А впрочем, нагляднее всего следующий пример. В пять-шесть месяцев Наташи я впервые с момента ее рождения послушала музыку. Надо было сходить в детскую поликлинику, но без ребенка, за какими-то там справками. Мама меня отпустила, и я вдруг поняла: я же сейчас буду минут сорок идти по улице, пешком, сама по себе. Надо взять плеер! Это воспринималось как невероятное событие. Я вышла на улицу, вставила наушники, включила песню… И расплакалась. Из-за осознания, что до этого дня я даже не вспоминала о том, что музыка существует. Не могла найти минутку, чтобы забыть обо всем и послушать любимые мелодии. Так всю дорогу и проплакала – казалось, что как только вернусь домой, то снова попаду в мир без музыки. И он таким останется навсегда.

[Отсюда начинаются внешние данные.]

use crate::{error::VcfCleanError, utils::util::Result};
use flate2::read::MultiGzDecoder;
use std::{
    fs::File,
    io::{self, BufRead, BufReader, Read as ioRead},
    path::Path,
};

pub type TextReader = BufReader<Box<dyn ioRead>>;

fn is_gzipped(path: &Path) -> bool {
    let path_str = path.to_string_lossy().to_lowercase();
    path_str.ends_with(".gz") || path_str.ends_with(".gzip") || path_str.ends_with(".bgz")
}

/// Opens a plain or gzip/bgzip compressed text file, chosen by extension.
pub fn open_text_reader(path: &Path) -> Result<TextReader> {
    let file = File::open(path).map_err(|error| {
        crate::vcfclean_error!("Failed to open file {}: {error}", path.display())
    })?;
    if is_gzipped(path) {
        let gz_decoder = MultiGzDecoder::new(file);
        if gz_decoder.header().is_some() {
            Ok(BufReader::new(Box::new(gz_decoder)))
        } else {
            Err(VcfCleanError::InvalidGzipHeader {
                path: path.to_path_buf(),
            })
        }
    } else {
        Ok(BufReader::new(Box::new(file)))
    }
}

/// Opens the VCF input, falling back to standard input when no path is given.
pub fn open_vcf_input(path: Option<&Path>) -> Result<TextReader> {
    match path {
        Some(path) => open_text_reader(path),
        None => {
            log::debug!("Reading VCF from standard input");
            Ok(BufReader::new(Box::new(io::stdin())))
        }
    }
}

/// Iterates over the lines of a reader, keeping each line's terminator.
pub struct LineReader<R> {
    reader: R,
    line_number: u64,
}

impl<R: BufRead> LineReader<R> {
    pub fn new(reader: R) -> Self {
        Self {
            reader,
            line_number: 0,
        }
    }
}

impl<R: BufRead> Iterator for LineReader<R> {
    type Item = Result<String>;

    fn next(&mut self) -> Option<Self::Item> {
        let mut line = String::new();
        match self.reader.read_line(&mut line) {
            Ok(0) => None,
            Ok(_) => {
                self.line_number += 1;
                Some(Ok(line))
            }
            Err(source) => Some(Err(VcfCleanError::LineRead {
                line: self.line_number + 1,
                source,
            })),
        }
    }
}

Надо ли говорить, что после рождения Сережи я послушала музыку едва ли не в роддоме?

Как вообще можно было решиться на второго ребенка, если после первого началась депрессия – отдельный вопрос. В моем случае сошлись два фактора. Во-первых, я всегда хотела двоих детей с маленькой разницей в возрасте. Во-вторых, к году Наташа научилась сносно спать, в том числе и всю ночь, и в целом показала себя девочкой вполне самостоятельной. Так и вышло, что я подписалась на испытание снова, но испытания не получилось. На этот раз все сложилось по-другому, меня будто подменили. Точнее, наоборот, – именно такой я и должна была быть изначально. При нормальном развитии ситуации ребенок воспринимается как счастье, и он вдохновляет, а не наоборот. Проблемы не пугают, встречаются с непробиваемым спокойствием и с уверенностью, что это временно. Я не хочу сказать, что все идеально. Выйти из себя и кричать, к примеру – не без этого, а как же. Я в принципе не отличаюсь хорошим терпением, к сожалению. Но чувствую себя счастливой, чувствую, что все на своих местах, все гармонично и правильно. Вот только как отмотать время назад и поделиться этим опытом с самой же собой?

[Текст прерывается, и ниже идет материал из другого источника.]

/// Final step of a session: hand the three ordered path lists to the executor.
use std::path::PathBuf;
use std::sync::Arc;

use tracing::{debug, error, info};

use crate::media::executor::{Conflict, ExecuteError, TriageExecutor};
use crate::state::data::{OutputLayout, OutputMode};

/// Everything the executor needs to carry out a session's decisions
#[derive(Debug, Clone, PartialEq, Eq)]
pub struct TriagePlan {
    pub project_path: PathBuf,
    pub output_layout: OutputLayout,
    pub folder_id: String,
    pub folder_name: String,
    pub source_path: PathBuf,
    pub output_mode: OutputMode,
    pub keep: Vec<PathBuf>,
    pub maybe: Vec<PathBuf>,
    pub yeet: Vec<PathBuf>,
}

impl TriagePlan {
    pub fn total(&self) -> usize {
        self.keep.len() + self.maybe.len() + self.yeet.len()
    }
}

/// What the user sees after a successful commit
#[derive(Debug, Clone, PartialEq, Eq)]
pub struct CommitSummary {
    pub keep: usize,
    pub maybe: usize,
    pub yeet: usize,
    pub conflicts: Vec<Conflict>,
}

impl CommitSummary {
    pub fn total(&self) -> usize {
        self.keep + self.maybe + self.yeet
    }
}

/// Run the executor off the UI thread.
///
/// On error the caller keeps its session untouched so the user can retry.
pub async fn commit(
    executor: Arc<dyn TriageExecutor>,
    plan: TriagePlan,
) -> Result<CommitSummary, ExecuteError> {
    let (keep, maybe, yeet) = (plan.keep.len(), plan.maybe.len(), plan.yeet.len());
    let folder = plan.source_path.clone();
    debug!("Committing {} images from {}", plan.total(), folder.display());

    let conflicts = tokio::task::spawn_blocking(move || executor.execute(&plan))
        .await
        .map_err(|e| ExecuteError::Join(e.to_string()))?;

    match conflicts {
        Ok(conflicts) => {
            info!(
                "Triage committed for {}: {} keep, {} maybe, {} yeet, {} renamed",
                folder.display(),
                keep,
                maybe,
                yeet,
                conflicts.len()
            );
            Ok(CommitSummary {
                keep,
                maybe,
                yeet,
                conflicts,
            })
        }
        Err(err) => {
            error!("Triage commit failed for {}: {}", folder.display(), err);
            Err(err)
        }
    }
}

#[cfg(test)]
mod tests {
    use super::*;
    use std::sync::Mutex;

    struct RecordingExecutor {
        seen: Mutex<Vec<TriagePlan>>,
        fail: bool,
    }

    impl TriageExecutor for RecordingExecutor {
        fn execute(&self, plan: &TriagePlan) -> Result<Vec<Conflict>, ExecuteError> {
            self.seen.lock().unwrap().push(plan.clone());
            if self.fail {
                return Err(ExecuteError::SourceMissing(plan.source_path.clone()));
            }
            Ok(vec![Conflict {
                source: plan.keep[0].clone(),
                destination: PathBuf::from("/out/keep/a_1.png"),
            }])
        }
    }

    fn plan() -> TriagePlan {
        TriagePlan {
            project_path: PathBuf::from("/out"),
            output_layout: OutputLayout::Unified,
            folder_id: "f1".to_string(),
            folder_name: "batch".to_string(),
            source_path: PathBuf::from("/renders/batch"),
            output_mode: OutputMode::Move,
            keep: vec![PathBuf::from("/renders/batch/a.png")],
            maybe: vec![],
            yeet: vec![PathBuf::from("/renders/batch/b.png")],
        }
    }

    #[tokio::test]
    async fn test_commit_reports_counts_and_conflicts() {
        let executor = Arc::new(RecordingExecutor {
            seen: Mutex::new(Vec::new()),
            fail: false,
        });

        let summary = commit(executor.clone(), plan()).await.unwrap();
        assert_eq!((summary.keep, summary.maybe, summary.yeet), (1, 0, 1));
        assert_eq!(summary.total(), 2);
        assert_eq!(summary.conflicts.len(), 1);
        assert_eq!(executor.seen.lock().unwrap()[0], plan());
    }

    #[tokio::test]
    async fn test_commit_failure_is_returned() {
        let executor = Arc::new(RecordingExecutor {
            seen: Mutex::new(Vec::new()),
            fail: true,
        });

        let result = commit(executor, plan()).await;
        assert!(matches!(result, Err(ExecuteError::SourceMissing(_))));
    }
}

Никак, и из этого следуют две худшие вещи во всей этой истории с послеродовой депрессией. Первая: твой ребенок ни в чем не виноват, но он получает вместо матери несчастное зомби-создание, которое не соображает, что происходит. Как исправить последствия этого – не знаю, пока даже сложно предположить, какими они могут быть. Мне безумно жаль Наташу, потому что ей досталось вот это вот все. Вторая: ты не можешь оценить свое состояние самостоятельно, не замечаешь, что с тобой происходит. А со стороны этого тоже может быть не видно – непостижимо, но факт. Например, когда я проводила премьеру снятого мной документального фильма (Наташе исполнилось месяца два), я была совершенно никакущая. Однако в голове остался план, задуманный еще до появления дочки, поэтому я машинально, но четко его воплотила. И вряд ли кто-то из зрителей подумал: «С ней что-то не так», наверняка подумали скорее что-то вроде: «Здорово, не пропадает в пеленках, активничает, молодец».

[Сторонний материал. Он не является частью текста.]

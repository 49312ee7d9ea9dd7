/// State management module
///
/// This module handles the persistent application state:
/// - The SQLite project catalog (catalog.rs)
/// - Shared data structures (data.rs)
///
/// Triage decisions are not persisted; they live in `triage::TriageSession`.

pub mod catalog;
pub mod data;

Напоследок – пара мыслей о том, почему это вообще произошло. Не знаю, как у других, но по мне очень ударило разрушение моего личного пространства, которое мне, как интроверту, жизненно важно. Я пыталась к этому подготовиться, но не смогла. Это похоже на переезд на другую планету. Когда ты думаешь: «Ребенок уложен, значит, есть два часа на себя», а он просыпается через тридцать минут – это просто вышибает почву под ногами. Что интересно, по второму разу – нет, не вышибает. Ты уже знаешь, что не принадлежишь себе, и эта мысль для тебя вовсе не смертельна. Ты уже знаешь, что принадлежишь кому-то в сто раз более прекрасному и удивительному. И помнишь, что однажды этот прекрасный и удивительный научится спать всю ночь, а пока не умеет – и в этом нет ничего страшного.